Verbotene Liebe

01.04.2009
Im Saudi-Arabien der 80er Jahre gilt die Liebe vor der Heirat nicht nur als verboten, sondern auch als unmöglich. Durch den Augenschlitz ihres schwarzen Umhangs beobachten die Frauen die Männer, während diese die Frauen nur als schwarze Gespenster wahrnehmen. In diesen Kontext platziert der aus Eritrea stammende Schriftsteller Sulaiman Addonia seinen ersten Roman um "Die Liebenden von Dschidda".
Um diese Geschichte dürfte jeder abendländische Schriftsteller den aus Eritrea stammenden, heute in London lebenden Sulaiman Addonia beneiden. Verbotene Liebe, die in unseren Breiten nur noch für Vorabendserien taugt, gibt es andernorts wirklich noch - zum Beispiel in Dschidda, wo Addonia als Bürgerkriegsflüchtling einige Jahre verbrachte.

Sein in diesem Frühjahr publizierter erster Roman (die deutsche Ausgabe ist mit der englischen zeitgleich erschienen) erzählt den klassischen Stoff unter saudi-arabischen Bedingungen gemäß dem Creative Writing-Lehrbuch noch einmal nach.

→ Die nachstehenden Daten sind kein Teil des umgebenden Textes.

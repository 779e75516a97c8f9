//! Cart route handlers.
//!
//! Cart operations use HTMX for dynamic updates without full page reloads.
//! Cart IDs are stored in the session and mapped to backend carts.

use askama::Template;
use askama_web::WebTemplate;
use axum::{
    Extension, Form,
    extract::State,
    http::StatusCode,
    response::{AppendHeaders, Html, IntoResponse, Redirect, Response},
};
use serde::Deserialize;
use tower_sessions::Session;
use tracing::instrument;

use crate::backend::types::{Cart, CartLine, CartLineInput, CartLineUpdateInput};
use crate::filters;
use crate::middleware::Tenant;
use crate::routes::PageShell;
use crate::state::AppState;

/// Session keys owned by the cart flow.
mod session_keys {
    /// Key for storing the backend cart ID.
    pub const CART_ID: &str = "cart_id";
}

/// Cart item display data for templates.
#[derive(Clone)]
pub struct CartItemView {
    pub id: String,
    pub handle: String,
    pub title: String,
    pub variant_title: Option<String>,
    pub quantity: u32,
    pub price: String,
    pub line_price: String,
    pub image_url: Option<String>,
}

/// Cart display data for templates.
#[derive(Clone)]
pub struct CartView {
    pub items: Vec<CartItemView>,
    pub subtotal: String,
    pub item_count: u32,
}

impl CartView {
    /// Create an empty cart.
    #[must_use]
    pub fn empty() -> Self {
        Self {
            items: Vec::new(),
            subtotal: "$0.00".to_string(),
            item_count: 0,
        }
    }
}

// =============================================================================
// Type Conversions
// =============================================================================

impl From<&Cart> for CartView {
    fn from(cart: &Cart) -> Self {
        Self {
            items: cart.lines.iter().map(CartItemView::from).collect(),
            subtotal: cart.subtotal.display(),
            item_count: cart.total_quantity,
        }
    }
}

impl From<&CartLine> for CartItemView {
    fn from(line: &CartLine) -> Self {
        Self {
            id: line.id.to_string(),
            handle: line.handle.to_string(),
            title: line.title.clone(),
            variant_title: line
                .variant_title
                .as_ref()
                .filter(|t| *t != "Default")
                .cloned(),
            quantity: line.quantity,
            price: line.unit_price.display(),
            line_price: line.line_price.display(),
            image_url: line.image.as_ref().map(|img| img.url.clone()),
        }
    }
}

// =============================================================================
// Session Helpers
// =============================================================================

/// Get the cart ID from the session.
async fn get_cart_id(session: &Session) -> Option<String> {
    session
        .get::<String>(session_keys::CART_ID)
        .await
        .ok()
        .flatten()
}

/// Set the cart ID in the session.
async fn set_cart_id(
    session: &Session,
    cart_id: &str,
) -> Result<(), tower_sessions::session::Error> {
    session.insert(session_keys::CART_ID, cart_id).await
}

/// Add to cart form data.
#[derive(Debug, Deserialize)]
pub struct AddToCartForm {
    pub variant_id: String,
    pub quantity: Option<u32>,
}

/// Update cart form data.
#[derive(Debug, Deserialize)]
pub struct UpdateCartForm {
    pub line_id: String,
    pub quantity: u32,
}

/// Remove from cart form data.
#[derive(Debug, Deserialize)]
pub struct RemoveFromCartForm {
    pub line_id: String,
}

/// Cart page template.
#[derive(Template, WebTemplate)]
#[template(path = "cart/show.html")]
pub struct CartShowTemplate {
    pub store_name: String,
    pub shell: PageShell,
    pub cart: CartView,
}

/// Cart items fragment template (for HTMX).
#[derive(Template, WebTemplate)]
#[template(path = "partials/cart_items.html")]
pub struct CartItemsTemplate {
    pub cart: CartView,
}

/// Cart count badge fragment template (for HTMX).
#[derive(Template, WebTemplate)]
#[template(path = "partials/cart_count.html")]
pub struct CartCountTemplate {
    pub count: u32,
}

/// Display cart page.
#[instrument(skip(state, tenant, session), fields(store = %tenant.key.store_id))]
pub async fn show(
    State(state): State<AppState>,
    Extension(tenant): Extension<Tenant>,
    session: Session,
) -> impl IntoResponse {
    let cart = match get_cart_id(&session).await {
        Some(cart_id) => match state.backend().get_cart(&cart_id).await {
            Ok(cart) => CartView::from(&cart),
            Err(e) => {
                tracing::warn!("Failed to fetch cart {cart_id}: {e}");
                CartView::empty()
            }
        },
        None => CartView::empty(),
    };

    let binding = tenant.binding(&state);
    let shell = PageShell::resolve(&binding, &tenant).await;

    CartShowTemplate {
        store_name: tenant.store_name.clone(),
        shell,
        cart,
    }
}

/// Add item to cart (HTMX).
///
/// Creates a new cart if one doesn't exist, or adds to existing cart.
/// Returns an HTMX trigger to update the cart count badge.
#[instrument(skip(state, session))]
pub async fn add(
    State(state): State<AppState>,
    session: Session,
    Form(form): Form<AddToCartForm>,
) -> Response {
    let line = CartLineInput {
        variant_id: form.variant_id,
        quantity: form.quantity.unwrap_or(1),
    };

    let result = match get_cart_id(&session).await {
        Some(cart_id) => {
            // Add to existing cart
            state.backend().add_to_cart(&cart_id, vec![line]).await
        }
        None => {
            // Create new cart with this item
            state.backend().create_cart(vec![line]).await
        }
    };

    match result {
        Ok(cart) => {
            // Save cart ID to session
            if let Err(e) = set_cart_id(&session, cart.id.as_str()).await {
                tracing::error!("Failed to save cart ID to session: {e}");
            }

            // Return cart count with HTMX trigger to update other elements
            (
                AppendHeaders([("HX-Trigger", "cart-updated")]),
                CartCountTemplate {
                    count: cart.total_quantity,
                },
            )
                .into_response()
        }
        Err(e) => {
            tracing::error!("Failed to add item to cart: {e}");
            (
                StatusCode::INTERNAL_SERVER_ERROR,
                Html("<span class=\"cart-error\">Error adding to cart</span>"),
            )
                .into_response()
        }
    }
}

/// Update cart item quantity (HTMX).
#[instrument(skip(state, session))]
pub async fn update(
    State(state): State<AppState>,
    session: Session,
    Form(form): Form<UpdateCartForm>,
) -> Response {
    let Some(cart_id) = get_cart_id(&session).await else {
        return CartItemsTemplate {
            cart: CartView::empty(),
        }
        .into_response();
    };

    let update = CartLineUpdateInput {
        line_id: form.line_id.into(),
        quantity: form.quantity,
    };

    match state.backend().update_cart_line(&cart_id, update).await {
        Ok(cart) => {
            let cart = CartView::from(&cart);
            (
                AppendHeaders([("HX-Trigger", "cart-updated")]),
                CartItemsTemplate { cart },
            )
                .into_response()
        }
        Err(e) => {
            tracing::error!("Failed to update cart: {e}");
            CartItemsTemplate {
                cart: CartView::empty(),
            }
            .into_response()
        }
    }
}

/// Remove item from cart (HTMX).
#[instrument(skip(state, session))]
pub async fn remove(
    State(state): State<AppState>,
    session: Session,
    Form(form): Form<RemoveFromCartForm>,
) -> Response {
    let Some(cart_id) = get_cart_id(&session).await else {
        return CartItemsTemplate {
            cart: CartView::empty(),
        }
        .into_response();
    };

    match state.backend().remove_cart_line(&cart_id, &form.line_id).await {
        Ok(cart) => {
            let cart = CartView::from(&cart);
            (
                AppendHeaders([("HX-Trigger", "cart-updated")]),
                CartItemsTemplate { cart },
            )
                .into_response()
        }
        Err(e) => {
            tracing::error!("Failed to remove from cart: {e}");
            CartItemsTemplate {
                cart: CartView::empty(),
            }
            .into_response()
        }
    }
}

/// Get cart count badge (HTMX).
#[instrument(skip(state, session))]
pub async fn count(State(state): State<AppState>, session: Session) -> impl IntoResponse {
    let count = match get_cart_id(&session).await {
        Some(cart_id) => state
            .backend()
            .get_cart(&cart_id)
            .await
            .map(|cart| cart.total_quantity)
            .unwrap_or(0),
        None => 0,
    };

    CartCountTemplate { count }
}

/// Redirect to the backend-hosted checkout.
#[instrument(skip(state, session))]
pub async fn checkout(State(state): State<AppState>, session: Session) -> Response {
    let Some(cart_id) = get_cart_id(&session).await else {
        // No cart, redirect to cart page
        return Redirect::to("/cart").into_response();
    };

    match state.backend().get_cart(&cart_id).await {
        Ok(cart) => Redirect::to(&cart.checkout_url).into_response(),
        Err(e) => {
            tracing::error!("Failed to get cart for checkout: {e}");
            Redirect::to("/cart").into_response()
        }
    }
}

Das Ergebnis ist ein konventielles, jedoch zugleich packendes Buch, das aufgrund der gegenwärtigen Islamkonflikte sogar eine gewisse Sprengkraft entwickeln könnte.

Der Roman spielt in den 80er Jahren, zu einer Zeit also, als die reformerischen Trippelschritte, deren sich Saudi-Arabien seit dem 11. September 2001 befleißigt, noch unvorstellbar waren. Unter den Bedingungen einer radikalislamischen Regulierung der Gesellschaft ist die Liebe vor der Heirat nicht nur verpönt und verboten, sie ist auch im wahrsten Sinne des Wortes unmöglich: Es gibt überhaupt keine Gelegenheit zu Begegnungen, geschweige denn zum Kennenlernen.
Was aber die traditionellen Geschlechterverhältnisse bewahren soll, kehrt sie in Wahrheit um: Die Initiative zum Kennenlernen muss jetzt von den Frauen ausgehen. Durch den Augenschlitz der Abaja, des schwarzen Umhangs der Frauen, lassen sich nämlich die Männer ganz gut beobachten, während diese die Frauen nur als schwarze Gespenster wahrnehmen.

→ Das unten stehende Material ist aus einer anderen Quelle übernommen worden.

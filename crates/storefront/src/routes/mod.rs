//! HTTP route handlers for the storefront.
//!
//! # Route Structure
//!
//! ```text
//! GET  /                       - Home page
//! GET  /health                 - Health check
//!
//! # Products
//! GET  /products               - Product listing
//! GET  /products/:handle       - Product detail
//!
//! # Cart (HTMX fragments)
//! GET  /cart                   - Cart page
//! POST /cart/add               - Add to cart (returns count, triggers cart-updated)
//! POST /cart/update            - Update quantity (returns cart_items fragment)
//! POST /cart/remove            - Remove item (returns cart_items fragment)
//! GET  /cart/count             - Cart count badge (fragment)
//!
//! # Checkout
//! GET  /checkout               - Redirect to backend-hosted checkout
//!
//! # Account
//! GET  /account                - Profile page
//!
//! # Content
//! GET  /pages/:slug            - Markdown content page
//!
//! # Theme fragments
//! GET  /fragments/slot/*name   - Deferred slot resolution (HTMX)
//! ```

pub mod account;
pub mod cart;
pub mod fragments;
pub mod home;
pub mod pages;
pub mod products;

use axum::{
    Router,
    routing::{get, post},
};
use vitrine_theme::{Props, ThemeBinding};

use crate::middleware::Tenant;
use crate::state::AppState;

/// Props shared by every slot render: whatever a fragment needs about the
/// store itself.
pub(crate) fn slot_props(tenant: &Tenant) -> Props {
    let mut props = Props::new();
    props.insert(
        "store_name".to_string(),
        serde_json::Value::String(tenant.store_name.clone()),
    );
    props
}

/// The themed chrome around every page.
pub struct PageShell {
    pub navbar_html: String,
    pub footer_html: String,
}

impl PageShell {
    /// Resolve the Navbar and Footer slots for this request.
    pub(crate) async fn resolve(binding: &ThemeBinding, tenant: &Tenant) -> Self {
        let props = slot_props(tenant);
        Self {
            navbar_html: binding.slot("Navbar", &props).await,
            footer_html: binding.slot("Footer", &props).await,
        }
    }
}

/// Create the product routes router.
pub fn product_routes() -> Router<AppState> {
    Router::new()
        .route("/", get(products::index))
        .route("/{handle}", get(products::show))
}

/// Create the cart routes router.
pub fn cart_routes() -> Router<AppState> {
    Router::new()
        .route("/", get(cart::show))
        .route("/add", post(cart::add))
        .route("/update", post(cart::update))
        .route("/remove", post(cart::remove))
        .route("/count", get(cart::count))
}

/// Create the theme fragment routes router.
pub fn fragment_routes() -> Router<AppState> {
    Router::new().route("/slot/{*name}", get(fragments::slot))
}

/// Create all routes for the storefront.
pub fn routes() -> Router<AppState> {
    Router::new()
        // Home page
        .route("/", get(home::home))
        // Product routes
        .nest("/products", product_routes())
        // Cart routes
        .nest("/cart", cart_routes())
        // Checkout redirect
        .route("/checkout", get(cart::checkout))
        // Account
        .route("/account", get(account::index))
        // Content pages
        .route("/pages/{slug}", get(pages::show))
        // Deferred theme slots
        .nest("/fragments", fragment_routes())
}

In Nasers Clique erzählen sich die jungen Männer zahllose Geschichten von Mädchen, die Zettel vor die Füße ihrer Auserwählten fallen lassen, um den Kontakt herzustellen. Naser ist als Bürgerkriegsflüchtling aus Eritrea gekommen und lebt in Dschidda als weitgehend rechtloser Hilfsarbeiter, den Launen seines "Kefil" ausgesetzt. "Kefil", "Bürge" werden die saudischen Staatsbürger genannt, denen die Ausländer rechtlich unterstehen. Offiziell für sie verantwortlich, beuten sie sie tatsächlich meistens aus - nicht zuletzt sexuell.

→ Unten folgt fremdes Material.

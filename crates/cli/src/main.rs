//! Vitrine CLI - Theme inspection and validation tools.
//!
//! # Usage
//!
//! ```bash
//! # List every store, theme, and slot under the themes root
//! vitrine-cli themes list
//!
//! # Validate fragments and report how each store's slots resolve
//! vitrine-cli themes check
//!
//! # Use a non-default themes root
//! vitrine-cli themes list --root /srv/vitrine/themes
//! ```
//!
//! # Commands
//!
//! - `themes list` - Enumerate the theme fragment tree
//! - `themes check` - Parse every fragment and dry-run slot resolution

#![cfg_attr(not(test), forbid(unsafe_code))]

use clap::{Parser, Subcommand};

mod commands;

#[derive(Parser)]
#[command(name = "vitrine-cli")]
#[command(author, version, about = "Vitrine CLI tools")]
struct Cli {
    #[command(subcommand)]
    command: Commands,
}

#[derive(Subcommand)]
enum Commands {
    /// Inspect and validate theme fragments
    Themes {
        #[command(subcommand)]
        action: ThemesAction,
    },
}

#[derive(Subcommand)]
enum ThemesAction {
    /// List stores, themes, and slots under the themes root
    List {
        /// Themes root directory
        #[arg(long, default_value = "themes")]
        root: String,
    },
    /// Validate fragments and report slot resolution per store
    Check {
        /// Themes root directory
        #[arg(long, default_value = "themes")]
        root: String,
    },
}

#[tokio::main]
async fn main() {
    // Initialize tracing
    tracing_subscriber::fmt::init();

    let cli = Cli::parse();

    let result: Result<(), Box<dyn std::error::Error>> = run(cli).await;

    if let Err(e) = result {
        tracing::error!("Command failed: {e}");
        std::process::exit(1);
    }
}

async fn run(cli: Cli) -> Result<(), Box<dyn std::error::Error>> {
    match cli.command {
        Commands::Themes { action } => match action {
            ThemesAction::List { root } => commands::themes::list(&root).await?,
            ThemesAction::Check { root } => commands::themes::check(&root).await?,
        },
    }
    Ok(())
}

Denn das Verschwinden der Frauen aus dem öffentlichen Raum führt zu einer weiteren Verkehrung der traditionellen Moral: Die jungen Männer frönen einer hemmungslosen Homosexualität oder lassen sich von den älteren kaufen. Wenn nur annährend zutrifft, was Addonia erzählt, ist Saudi-Arabien das Schlaraffenland der Doppelmoral. Sinnbild dafür sind die Parfümtrinker. Da Alkohol nicht eingeführt werden darf, wird das Bedürfnis danach mit Parfüm gestillt, und statt an seiner Alkoholfahne erkennt man den Trinker am feinen Duft, der aus seinem Mund tritt.
Nur Naser tut bei dem Treiben nicht mit, und fast möchte man diese Tugendhaftigkeit dem Helden und dem Buch als Schwäche auslegen: Er hat etwas von einem Musterknaben und gibt eine allzu reibungslose Identifikationsfigur ab. Seine draufgängerischen Freunde oder Kumpanen, hin- und hergerissen zwischen ihren unbefriedigten Bedürfnissen und den Drohpredigten des Stadtteil-Imams, in dessen Diensten sie sich Anerkennung erwerben können, sind die interessanteren Charaktere.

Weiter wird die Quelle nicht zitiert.